**Aim of the exercise:** Lines before the one containing "PRIMARY KEY (message_id, user_id)" are left out; return that line and all lines after it, exactly, through the end of the records below.

Records from a data source
════════

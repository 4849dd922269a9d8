// Copyright 2024 The ChromiumOS Authors
// Use of this source code is governed by a BSD-style license that can be
// found in the LICENSE file.

//! PSCI/SIP firmware dispatch (spec.md §6.3): the function body lives with
//! an external collaborator (spec.md §1 Non-goals), this crate only defines
//! the call surface and the version type the exit handler needs.

use std::cmp::Ordering;

#[derive(Copy, Clone, Eq, PartialEq, Debug)]
pub struct PsciVersion {
    pub major: u16,
    pub minor: u16,
}

pub const PSCI_0_2: PsciVersion = PsciVersion { major: 0, minor: 2 };

#[derive(Debug, Eq, PartialEq, thiserror::Error)]
#[error("malformed PSCI version word {0:#x}")]
pub struct PsciVersionError(pub u32);

impl TryFrom<u32> for PsciVersion {
    type Error = PsciVersionError;

    fn try_from(v: u32) -> Result<Self, Self::Error> {
        Ok(PsciVersion {
            major: ((v >> 16) & 0xffff) as u16,
            minor: (v & 0xffff) as u16,
        })
    }
}

impl Ord for PsciVersion {
    fn cmp(&self, other: &Self) -> Ordering {
        (self.major, self.minor).cmp(&(other.major, other.minor))
    }
}

impl PartialOrd for PsciVersion {
    fn partial_cmp(&self, other: &Self) -> Option<Ordering> {
        Some(self.cmp(other))
    }
}

/// PSCI's own "not supported" return value; a valid PSCI return rather
/// than a core error (spec.md §7).
pub const PSCI_NOT_SUPPORTED: i64 = -1;

/// External firmware collaborator: given `(fn_id, args)` from an SMC64
/// exit, returns up to 4 result words to place in x0..x3 (spec.md §6.3).
pub trait FirmwareService: Send + Sync {
    fn call(&self, fn_id: u32, args: [u64; 4]) -> [u64; 4];
}
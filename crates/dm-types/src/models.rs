use chrono::{DateTime, Utc};
use serde::{Deserialize, Serialize};

use crate::timestamp;

/// A stored direct message. The ciphertext is opaque to this crate.
#[derive(Debug, Clone, PartialEq, Eq, Serialize, Deserialize)]
pub struct ChatMessage {
    pub message_id: String,
    pub chat_id: String,
    pub user_id: i32,
    pub created_at: DateTime<Utc>,
    pub ciphertext: String,
}

/// A user's membership in a chat. Messages created at or before
/// `cleared_history_at` are hidden from this member.
#[derive(Debug, Clone, PartialEq, Eq, Serialize, Deserialize)]
pub struct ChatMember {
    pub chat_id: String,
    pub user_id: i32,
    pub cleared_history_at: Option<DateTime<Utc>>,
}

/// One user's reaction to one message.
#[derive(Debug, Clone, PartialEq, Eq, Serialize, Deserialize)]
pub struct ChatMessageReaction {
    pub user_id: i32,
    pub message_id: String,
    pub reaction: String,
    #[serde(with = "timestamp::serde_text")]
    pub created_at: DateTime<Utc>,
    #[serde(with = "timestamp::serde_text")]
    pub updated_at: DateTime<Utc>,
}

/// A feed entry: the message plus every reaction on it (possibly none).
#[derive(Debug, Clone, PartialEq, Eq, Serialize, Deserialize)]
pub struct ChatMessageAndReactions {
    #[serde(flatten)]
    pub message: ChatMessage,
    pub reactions: Vec<ChatMessageReaction>,
}
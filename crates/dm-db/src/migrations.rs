use rusqlite::Connection;
use tracing::info;

use crate::Result;

/// Canonical `YYYY-MM-DDTHH:MM:SS.ffffff` shape. GLOB matches the whole
/// value, so shorter or longer text fails too.
const CANONICAL_TIMESTAMP_GLOB: &str =
    "[0-9][0-9][0-9][0-9]-[0-9][0-9]-[0-9][0-9]T[0-9][0-9]:[0-9][0-9]:[0-9][0-9].[0-9][0-9][0-9][0-9][0-9][0-9]";

/// All timestamp columns hold the canonical text form from
/// `dm_types::timestamp::encode`, so range predicates compare lexically.
/// CHECK constraints keep any other shape out of the table.
pub fn run(conn: &Connection) -> Result<()> {
    conn.execute_batch("CREATE TABLE IF NOT EXISTS schema_version (version INTEGER NOT NULL);")?;

    let version: i64 =
        conn.query_row("SELECT COALESCE(MAX(version), 0) FROM schema_version", [], |r| r.get(0))?;

    if version < 1 {
        info!("Chat DB: running migration v1 (initial schema)");
        let ts = CANONICAL_TIMESTAMP_GLOB;
        conn.execute_batch(&format!(
            "
            CREATE TABLE chat (
                chat_id     TEXT PRIMARY KEY,
                created_at  TEXT NOT NULL CHECK (created_at GLOB '{ts}')
            );

            CREATE TABLE chat_member (
                chat_id             TEXT NOT NULL REFERENCES chat(chat_id) ON DELETE CASCADE,
                user_id             INTEGER NOT NULL,
                cleared_history_at  TEXT CHECK (cleared_history_at GLOB '{ts}'),
                created_at          TEXT NOT NULL CHECK (created_at GLOB '{ts}'),
                PRIMARY KEY (chat_id, user_id)
            );

            CREATE INDEX idx_chat_member_user ON chat_member(user_id);

            CREATE TABLE chat_message (
                message_id  TEXT PRIMARY KEY,
                chat_id     TEXT NOT NULL REFERENCES chat(chat_id) ON DELETE CASCADE,
                user_id     INTEGER NOT NULL,
                created_at  TEXT NOT NULL CHECK (created_at GLOB '{ts}'),
                ciphertext  TEXT NOT NULL
            );

            CREATE INDEX idx_chat_message_feed
                ON chat_message(chat_id, created_at DESC, message_id);

            CREATE INDEX idx_chat_message_author
                ON chat_message(user_id, created_at);

            CREATE TABLE chat_message_reactions (
                user_id     INTEGER NOT NULL,
                message_id  TEXT NOT NULL REFERENCES chat_message(message_id) ON DELETE CASCADE,
                reaction    TEXT NOT NULL,
                created_at  TEXT NOT NULL CHECK (created_at GLOB '{ts}'),
                updated_at  TEXT NOT NULL CHECK (updated_at GLOB '{ts}'),
                PRIMARY KEY (message_id, user_id)
            );

            INSERT INTO schema_version (version) VALUES (1);
            "
        ))?;
    }

    info!("Chat DB migrations complete");
    Ok(())
}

════════

**Your response:**
                PRIMARY KEY (message_id, user_id)
            );

            INSERT INTO schema_version (version) VALUES (1);
            "
        ))?;
    }

    info!("Chat DB migrations complete");
    Ok(())
}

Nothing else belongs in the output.